Virulence and infectivity characteristics were analyzed in outbred Swiss-albino mice. Groups of 7 to 12 1-day-old suckling mice or groups of 10 5-week-old (body weight, approximately 20 g) mice were inoculated intracranially or subcutaneously, and survival was recorded for 28 days. Then mice were bled, and seroconversion was investigated by a TBE-antibody enzyme-linked immunosorbent assay (8). Adult mice were inoculated with a challenge dose of 100 50% lethal doses (LD50) of the highly virulent TBE virus strain Hypr (32). For the determination of the LD50 and the 50% infectious dose (ID50), mice were inoculated with sequential 10-fold dilutions of virus ranging from 10−3 to 101 PFU for suckling mice and from 10−1 to 105 PFU for adult mice. LD50s and ID50s were calculated by the method of Reed and Muench (28). For ID50 calculations, the number of infected mice was taken to be the total of mice killed plus surviving mice with detectable seroconversion. Surviving mice without detectable serum antibody were scored as uninfected.

RESULTS

Spontaneous 3′-NCR deletions.

The 3′ NCR of TBE virus Western prototypic strain Neudoerfl is 767 nucleotides long [assuming that the internal poly(A) tract is 49 adenosine residues, as used in the construction of the infectious cDNA clone (17)]. As shown schematically in Fig. 1 and described in detail elsewhere, it contains a number of sequence elements of interest, including direct and inverted repeats, purine and pyrimidine-rich conserved boxes, and the internal poly(A) tract (15, 31).
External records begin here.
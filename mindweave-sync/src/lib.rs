//! # mindweave-sync: Collaborative document sync core
//!
//! Keeps every replica of a mind-map document converging on one ordered
//! history of changes, across concurrent writers and unreliable networks.
//!
//! ## Architecture
//!
//! ```text
//! ┌─────────────┐     WebSocket      ┌─────────────┐       ┌──────────────┐
//! │ SyncClient  │ ◄─────────────────► │ SyncServer  │──────►│  CollabHub   │
//! │ (per user)  │     Binary Proto    │ (sessions)  │       │              │
//! └──────┬──────┘                     └─────────────┘       │ AccessControl│
//!        │                            ┌─────────────┐       │ Reconciler ──┼──► ChangeLog
//!        ▼                            │  HTTP API   │──────►│ Broadcast    │   (Memory | RocksDB)
//! ┌─────────────┐                     │ (batch sync)│       └──────────────┘
//! │PendingQueue │                     └─────────────┘
//! │(offline ok) │
//! └─────────────┘
//! ```
//!
//! ## Modules
//!
//! - [`model`]: Documents, changes, collaborators, presence, share links
//! - [`storage`]: Change log store (in-memory and RocksDB)
//! - [`reconciler`]: Version check and atomic append of change batches
//! - [`access`]: Access levels and sharing
//! - [`identity`]: Credential → identity seam
//! - [`broadcast`]: Per-document fan-out with presence and backpressure
//! - [`hub`]: Join / submit / leave, shared by both server surfaces
//! - [`protocol`]: Binary wire protocol (bincode-encoded SyncMessage)
//! - [`server`]: WebSocket sync server with heartbeats
//! - [`http`]: Batch sync and sharing endpoints (axum)
//! - [`client`]: Reconnecting client agent with an offline queue
//!
//! ## Guarantees
//!
//! | Property | Mechanism |
//! |----------|-----------|
//! | Versions strictly increase by one per change | store commit lock + base check |
//! | Same order at every replica | per-document commit lock held across append and publish |
//! | Stale submissions never overwrite | `Conflict` with the changes the writer missed |
//! | Offline edits neither lost nor duplicated | pending queue acked by version and change id |

pub mod access;
pub mod broadcast;
pub mod client;
pub mod error;
pub mod http;
pub mod hub;
pub mod identity;
pub mod model;
pub mod pending;
pub mod presence;
pub mod protocol;
pub mod reconciler;
pub mod reconnect;
pub mod server;
pub mod storage;

// Re-exports for convenience
pub use access::AccessControl;
pub use broadcast::{Broadcast, BroadcastStats, ChannelError, ChannelEvent, LocalBroadcast, Subscription};
pub use client::{ClientConfig, SyncClient, SyncEvent};
pub use error::{ErrorKind, SyncError, SyncResult};
pub use hub::{CollabHub, JoinOutcome};
pub use identity::{Credentials, IdentityProvider, StaticTokens, TrustedIdentity};
pub use model::{
    AccessLevel, Change, Collaborator, Document, Identity, PendingChange, PresenceEntry, ShareLink,
};
pub use pending::PendingQueue;
pub use presence::{PresenceKind, PresenceRegistry, PresenceRoster};
pub use protocol::{Limits, ProtocolError, SyncMessage};
pub use reconciler::{Reconciler, Reconciliation};
pub use reconnect::{AgentEvent, AgentState, Backoff};
pub use server::{ServerConfig, ServerStats, SessionState, SyncServer};
pub use storage::{
    AccessRecords, ChangeLog, MemoryStore, RocksStore, Store, StoreConfig, StoreError,
};
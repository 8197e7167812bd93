//! Mindweave sync server binary.
//!
//! Runs the WebSocket sync server and, when `--http-addr` is given, the
//! batch sync / sharing HTTP API on the same hub.

use std::path::PathBuf;
use std::time::Duration;

use clap::Parser;
use log::info;

use mindweave_sync::{http, ServerConfig, SyncServer};

/// Server command line arguments.
#[derive(Parser, Debug)]
#[command(name = "mindweave-server")]
#[command(about = "Collaborative document sync server")]
struct Args {
    /// WebSocket address to bind
    #[arg(long, default_value = "127.0.0.1:9090")]
    bind: String,

    /// HTTP API address (disabled when omitted)
    #[arg(long, value_name = "ADDR")]
    http_addr: Option<String>,

    /// RocksDB directory (in-memory when omitted)
    #[arg(long, value_name = "PATH")]
    storage: Option<PathBuf>,

    /// Per-member channel buffer, in events
    #[arg(long, default_value_t = 256)]
    broadcast_capacity: usize,

    /// Seconds between heartbeat pings
    #[arg(long, default_value_t = 30)]
    heartbeat_secs: u64,

    /// Unanswered pings before a session is closed
    #[arg(long, default_value_t = 3)]
    max_missed_heartbeats: u32,
}

impl Args {
    fn into_config(self) -> ServerConfig {
        ServerConfig {
            bind_addr: self.bind,
            broadcast_capacity: self.broadcast_capacity,
            heartbeat_interval: Duration::from_secs(self.heartbeat_secs.max(1)),
            max_missed_heartbeats: self.max_missed_heartbeats.max(1),
            storage_path: self.storage,
            http_addr: self.http_addr,
            ..ServerConfig::default()
        }
    }
}

#[tokio::main]
async fn main() -> Result<(), Box<dyn std::error::Error>> {
    env_logger::init();

    let config = Args::parse().into_config();
    info!("Starting mindweave-server...");

    let server = SyncServer::new(config)?;
    if let Some(addr) = server.config().http_addr.clone() {
        let hub = server.hub().clone();
        tokio::spawn(async move {
            if let Err(e) = http::serve(&addr, hub).await {
                log::error!("HTTP API stopped: {e}");
            }
        });
    }

    server.run().await?;
    Ok(())
}
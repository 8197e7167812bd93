//! Identity seam.
//!
//! Authentication happens outside the sync core. Connections present
//! [`Credentials`]; an [`IdentityProvider`] turns them into an [`Identity`]
//! or refuses them.

use parking_lot::RwLock;
use serde::{Deserialize, Serialize};
use std::collections::HashMap;

use crate::error::{SyncError, SyncResult};
use crate::model::Identity;

/// What a connection presents when it joins or calls the HTTP API.
#[derive(Debug, Clone, PartialEq, Eq, Serialize, Deserialize)]
pub struct Credentials {
    pub token: Option<String>,
    pub claimed: Option<Identity>,
}

impl Credentials {
    pub fn token(token: impl Into<String>) -> Self {
        Self {
            token: Some(token.into()),
            claimed: None,
        }
    }

    pub fn claim(identity: Identity) -> Self {
        Self {
            token: None,
            claimed: Some(identity),
        }
    }
}

pub trait IdentityProvider: Send + Sync {
    fn authenticate(&self, credentials: &Credentials) -> SyncResult<Identity>;
}

/// Accepts the claimed identity as-is.
///
/// For deployments where an upstream proxy has already authenticated the
/// caller and forwards who it is.
#[derive(Debug, Default, Clone, Copy)]
pub struct TrustedIdentity;

impl IdentityProvider for TrustedIdentity {
    fn authenticate(&self, credentials: &Credentials) -> SyncResult<Identity> {
        credentials
            .claimed
            .clone()
            .ok_or_else(|| SyncError::AccessDenied("no identity presented".into()))
    }
}

/// Fixed token → identity table.
#[derive(Default)]
pub struct StaticTokens {
    tokens: RwLock<HashMap<String, Identity>>,
}

impl StaticTokens {
    pub fn new() -> Self {
        Self::default()
    }

    pub fn insert(&self, token: impl Into<String>, identity: Identity) {
        self.tokens.write().insert(token.into(), identity);
    }

    #[must_use]
    pub fn with(self, token: impl Into<String>, identity: Identity) -> Self {
        self.insert(token, identity);
        self
    }
}

impl IdentityProvider for StaticTokens {
    fn authenticate(&self, credentials: &Credentials) -> SyncResult<Identity> {
        let token = credentials
            .token
            .as_deref()
            .ok_or_else(|| SyncError::AccessDenied("missing token".into()))?;
        self.tokens
            .read()
            .get(token)
            .cloned()
            .ok_or_else(|| SyncError::AccessDenied("unknown token".into()))
    }
}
To test the genetic stability of this 3′ NCR, which is unusually long for a flavivirus, both parent virus and virus recovered from the infectious cDNA clone (recombinant virus, termed R-Neudoerfl) were repeatedly passaged in BHK cell cultures and the lengths of the 3′ NCRs were monitored by RT-PCR analysis. After approximately 15 and 20 passages for parent virus and R-Neudoerfl, respectively, smaller PCR fragments suggesting the emergence of viral genomes with smaller 3′ NCRs were detected. Nucleotide sequence analysis of two of these PCR fragments that predominated in the 23rd passage of R-Neudoerfl showed that deletions of 274 and 362 nucleotides had occurred. After several additional rounds of cell culture passages (using an m.o.i. of <0.01) for each of the viruses, only a single 3′-NCR species was detected by PCR. Sequence analysis revealed 3′ NCRs carrying deletions of 342 and 274 nucleotides, respectively. These data, including the exact boundaries of the deletions, are summarized in Table 1. Note that the finally evolved 3′ NCR of virus R-Neudoerfl as analyzed in the 32nd passage is identical to the larger of the two 3′-NCR species detected in the 23rd passage.

TABLE 1.

Spontaneous 3′-NCR deletions during passage in BHK cells

Virus BHK cell passage no. Deletion size (boundariesa)
Neudoerfl 22 342 (10469–10810)
R-Neudoerfl 23 274 (10484–10757)
362 (10432–10793)
32 274 (10484–10757)
a

The first and last nucleotides missing in the deleted sequence; numbering is according to the genomic sequence of TBE virus strain Neudoerfl. 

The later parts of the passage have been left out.